Dear little friends, tired, just relax! 1. Can can you can a can as a canner can? Can you put canned goods like canned workers? ­
2. I wish to wish the wish are wish to wish, but if you wish the wish the Witch wishes, I won ' t wish the wish for you wish
Wish. I want to dream about your dream, but if you dream of a witch dream, I don't want to dream about your dream. 3. I scream, you scream, we all scream
For ice-cream! I yell, you shout, we all shout for ice cream!4. How many cookies could a good cook cook if a good cook could cook cookies?
A good cook could cook as much cookies as a good cook who could cook cookies. If a good cook could make cookies, how many cookies could he do?
A good cook can make as many cookies as other good cooks. 5. The driver was drunk and drove the doctor's car directly into the deep ditch.
The driver was drunk, and he drove the doctor's car into a big deep ditch. 6. Whether The weather is fine or Whether the weather be not.whether the weather
Be cold or whether the weather is hot.we ' ll weather the weather whether We like it or not. Whether it's sunny or cloudy. Whether it's cold or warm,
Whether you like it or not, we must endure the frost and rain. 7. Peter Piper picked a peck of pickled peppers. A peck of pickled peppers Peter Piper
Picked. If Peter Piper picked a peck of pickled peppers, Where ' s The peck of pickled peppers Peter Piper picked?
Peter Piper picked pinch up a pinch of pickles. Peter Piper picked a pinch of pickles. So where's the pickle Peter Piper picked? 8. I thought a thought. But the thought I thought
Wasn ' t the thought I thought I thought. If The thought I thought I thought had been the thought I thought, I wouldn ' t
There are thought so much. I have an idea, but it's not the kind of thought I thought I had. If this idea was the thought I had thought of, I wouldn't have thought so much.
9. Amid the mists and coldest frosts, with barest wrists and stoutest boasts, He thrusts his fists against the posts,
And still insists he sees the ghosts. Misty, icy frost, the wrist is empty, the words of the son, saw his fist to the pillar smashed, speak to himself to touch the ghost.
10. Badmin was able to beat Bill at billiards and Bill always beat badmin badly at badminton.
Badmin can beat bill at billiards, but playing badminton bill often defeats Badmin. 11. Betty beat a bit of butter to make a better butter.
Betty beats a small piece of butter to make a better creamy face. 12. Rita repeated what Reardon recited when Reardon read the remarks.

Use Lucene query Charfilter to remove script scripts and HTML tags from characters

Contact Us

The content source of this page is from Internet, which doesn't represent Alibaba Cloud's opinion; products and services mentioned on that page don't have any relationship with Alibaba Cloud.
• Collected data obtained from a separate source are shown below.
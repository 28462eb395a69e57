//! `World`-backed implementation of the LOD host traits.

use bevy::ecs::entity::Entity;
use bevy::ecs::entity_disabling::Disabled;
use bevy::ecs::hierarchy::Children;
use bevy::ecs::name::Name;
use bevy::ecs::world::World;
use lod_plugin::{LodError, LodGroup, SceneGraph, SelectionHost, UndoHost};

use crate::components::LodGroupRoot;
use crate::resources::{EditorSelection, LodUndoHistory, UndoRecord};

/// Host view over a Bevy world.
///
/// Hierarchy comes from `Children`, names from `Name`, and an entity is
/// inactive when it or an ancestor carries `Disabled`. Renderers are the
/// entities accepted by `is_renderer`.
pub struct WorldHost<'w> {
  world: &'w mut World,
  is_renderer: fn(&World, Entity) -> bool,
}

impl<'w> WorldHost<'w> {
  pub fn new(world: &'w mut World, is_renderer: fn(&World, Entity) -> bool) -> Self {
    Self { world, is_renderer }
  }
}

impl SceneGraph for WorldHost<'_> {
  type Object = Entity;

  fn renderers_in_subtree(&self, root: Entity, include_inactive: bool) -> Vec<Entity> {
    let mut renderers = Vec::new();
    let mut stack = vec![root];

    while let Some(entity) = stack.pop() {
      let Ok(entity_ref) = self.world.get_entity(entity) else {
        continue;
      };
      // Disabled hides the whole subtree
      if !include_inactive && entity_ref.contains::<Disabled>() {
        continue;
      }
      if (self.is_renderer)(self.world, entity) {
        renderers.push(entity);
      }
      if let Some(children) = entity_ref.get::<Children>() {
        stack.extend(children.iter().rev());
      }
    }

    renderers
  }

  fn display_name(&self, object: Entity) -> Option<&str> {
    self.world.get::<Name>(object).map(Name::as_str)
  }

  fn is_alive(&self, object: Entity) -> bool {
    self.world.get_entity(object).is_ok()
  }

  // A member that lost its renderer component no longer resolves
  fn is_live_renderer(&self, renderer: Entity) -> bool {
    self.is_alive(renderer) && (self.is_renderer)(self.world, renderer)
  }

  fn lod_group(&self, object: Entity) -> Option<&LodGroup<Entity>> {
    self.world.get::<LodGroupRoot>(object).map(|root| &root.group)
  }

  fn set_lod_group(&mut self, root: Entity, group: LodGroup<Entity>) -> Result<(), LodError> {
    let Some(mut component) = self.world.get_mut::<LodGroupRoot>(root) else {
      return Err(LodError::NotAnLodGroup(format!("{}", root)));
    };
    component.group = group;
    Ok(())
  }
}

impl SelectionHost for WorldHost<'_> {
  fn selection(&self) -> Vec<Entity> {
    self
      .world
      .get_resource::<EditorSelection>()
      .map(|selection| selection.entities.clone())
      .unwrap_or_default()
  }

  fn set_selection(&mut self, objects: Vec<Entity>) {
    self
      .world
      .get_resource_or_insert_with(EditorSelection::default)
      .set(objects);
  }
}

impl UndoHost for WorldHost<'_> {
  fn record_before_mutation(&mut self, object: Entity, label: &'static str) {
    let before = self.lod_group(object).cloned();
    self
      .world
      .get_resource_or_insert_with(LodUndoHistory::default)
      .pending
      .push(UndoRecord {
        entity: object,
        label,
        before,
        after: None,
      });
  }

  fn commit_undo(&mut self, label: &'static str) {
    let Some(mut history) = self.world.remove_resource::<LodUndoHistory>() else {
      return;
    };

    let mut committed = 0;
    for mut record in std::mem::take(&mut history.pending) {
      record.after = self.lod_group(record.entity).cloned();
      // Failed or no-op writes leave nothing to undo
      if record.after == record.before {
        continue;
      }
      history.undo.push(record);
      committed += 1;
    }
    if committed > 0 {
      history.redo.clear();
    }
    tracing::trace!(label, committed, "LOD undo entry committed");

    self.world.insert_resource(history);
  }
}

#[cfg(test)]
#[path = "host_test.rs"]
mod host_test;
If the content of the page makes you feel confusing, please write us an email, we will handle the problem within 5 days after receiving your email.
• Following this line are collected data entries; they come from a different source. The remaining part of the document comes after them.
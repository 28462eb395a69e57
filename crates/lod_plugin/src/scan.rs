//! Hierarchy scanning - group a root's renderers by the level their name
//! declares.

use std::collections::HashSet;

use crate::classify::classify;
use crate::constants::MAX_LOD_LEVELS;
use crate::host::SceneGraph;
use crate::types::ObjectId;

/// Renderers found under a root, bucketed by declared level.
#[derive(Clone, Debug)]
pub struct LevelScan<O> {
  levels: [Vec<O>; MAX_LOD_LEVELS],
  seen: HashSet<(usize, O)>,
}

impl<O: ObjectId> LevelScan<O> {
  /// Create an empty scan.
  pub fn new() -> Self {
    Self {
      levels: std::array::from_fn(|_| Vec::new()),
      seen: HashSet::new(),
    }
  }

  /// Add a renderer to a level bucket. Ignores levels past the table and
  /// renderers already in the bucket.
  pub fn insert(&mut self, level: usize, renderer: O) {
    if let Some(bucket) = self.levels.get_mut(level) {
      if self.seen.insert((level, renderer)) {
        bucket.push(renderer);
      }
    }
  }

  /// Renderers declaring `level`, in traversal order.
  pub fn at(&self, level: usize) -> &[O] {
    self.levels.get(level).map(Vec::as_slice).unwrap_or(&[])
  }

  /// Check if no renderer was classified.
  pub fn is_empty(&self) -> bool {
    self.levels.iter().all(Vec::is_empty)
  }

  /// Total number of classified renderers.
  pub fn classified_count(&self) -> usize {
    self.levels.iter().map(Vec::len).sum()
  }

  /// Iterate non-empty buckets as `(level, renderers)` in level order.
  pub fn iter(&self) -> impl Iterator<Item = (usize, &[O])> {
    self
      .levels
      .iter()
      .enumerate()
      .filter(|(_, bucket)| !bucket.is_empty())
      .map(|(level, bucket)| (level, bucket.as_slice()))
  }
}

impl<O: ObjectId> Default for LevelScan<O> {
  fn default() -> Self {
    Self::new()
  }
}

/// Scan every renderer under `root` and classify it by name suffix.
///
/// Unclassified renderers are dropped. The hierarchy is only read.
pub fn scan<H: SceneGraph + ?Sized>(
  host: &H,
  root: H::Object,
  include_inactive: bool,
) -> LevelScan<H::Object> {
  let _span = tracing::debug_span!("lod::scan", ?root).entered();

  let renderers = host.renderers_in_subtree(root, include_inactive);
  let mut result = LevelScan::new();
  for renderer in &renderers {
    let level = host.display_name(*renderer).and_then(classify);
    if let Some(level) = level {
      result.insert(level, *renderer);
    }
  }

  tracing::debug!(
    found = renderers.len(),
    classified = result.classified_count(),
    "scanned LOD root"
  );
  result
}

#[cfg(test)]
#[path = "scan_test.rs"]
mod scan_test;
If you find any instances of plagiarism from the community, please send an email to: info-contact@alibabacloud.com and provide relevant evidence. A staff member will contact you within 5 working days.

A Free Trial That Lets You Build Big!

Start building with 50+ products and up to 12 months usage for Elastic Compute Service

  • Sales Support

    1 on 1 presale consultation

  • After-Sales Support

    24/7 Technical Support 6 Free Tickets per Quarter Faster Response

  • Alibaba Cloud offers highly flexible support services tailored to meet your exact needs.